Continuing the discussion from Star Citizen is the Future of PC Gaming, and it [was] Free to Play this week (Edit: No Longer Free):
The Star Citizen thread recently celebrated its 6th birthday. The game itself has been in development for ten years.
One thing I’ve heard from grizzled PCMR veterans is that an appeal of Star Citizen is how it doesn’t coddle to casual hardware. It’s so technically ambitious that won’t even be available on consoles, which generally lag behind contemporary high-end gaming rigs in terms of power.
Buuuut a powerful 2012 (the year of its Kickstarter) PC is what the kids today would call a potato. The prettiest and most complex games of 2014 (the year SC was supposed to release) aren’t blowing anybody’s minds today.

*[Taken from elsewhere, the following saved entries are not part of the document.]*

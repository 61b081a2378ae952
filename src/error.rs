//! Error types for the query engine.
//!
//! Two classes of failure exist:
//! - `GraphError`: a serialized unit graph is structurally broken (bad edge
//!   indices, parent cycles). Raised at load time, before any query runs.
//! - `EngineError`: a failure during rule evaluation. Configuration problems
//!   (bad parameters, unknown node names) never surface here - rules degrade
//!   to empty results for those. What does surface is cancellation and
//!   engine-internal invariant violations, which indicate a bug rather than
//!   an analysis outcome.

use thiserror::Error;

use crate::graph::NodeId;

/// Structural problems in a compilation unit graph.
#[derive(Error, Debug, Clone, PartialEq, Eq)]
pub enum GraphError {
    #[error("node {0} has id {1}, expected arena index")]
    MisnumberedNode(usize, u32),
    #[error("node {from} references out-of-bounds node {to}")]
    DanglingEdge { from: NodeId, to: NodeId },
    #[error("parent chain starting at node {0} is cyclic")]
    ParentCycle(NodeId),
}

/// Failures during rule evaluation.
#[derive(Error, Debug)]
pub enum EngineError {
    #[error("no rule registered with id {0:?}")]
    UnknownRule(String),
    #[error("integer literal {0} has no abstract value; store is incomplete")]
    MissingAbstractValue(NodeId),
    #[error("evaluation cancelled")]
    Cancelled,
    #[error(transparent)]
    Graph(#[from] GraphError),
}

Star Citizen is an outlier, but there are plenty of games that spend 3-6 years in development and then launch as finished products. How do they deal with improvements and innovations that happen during the development cycle? Is the heavy lifting actually done by the developers of the big engines like Unreal, and game developers just sort of update and renovate as they go without much hassle? Is GPU scaling generally predictable enough that it can be planned for as part of the development cycle? Is implementation of brand new technology (I hear a lot about ray tracing and DLSS these days) relatively easy, or are they Big Deal decisions that end up driving a lot of the toxic crunch we keep hearing about?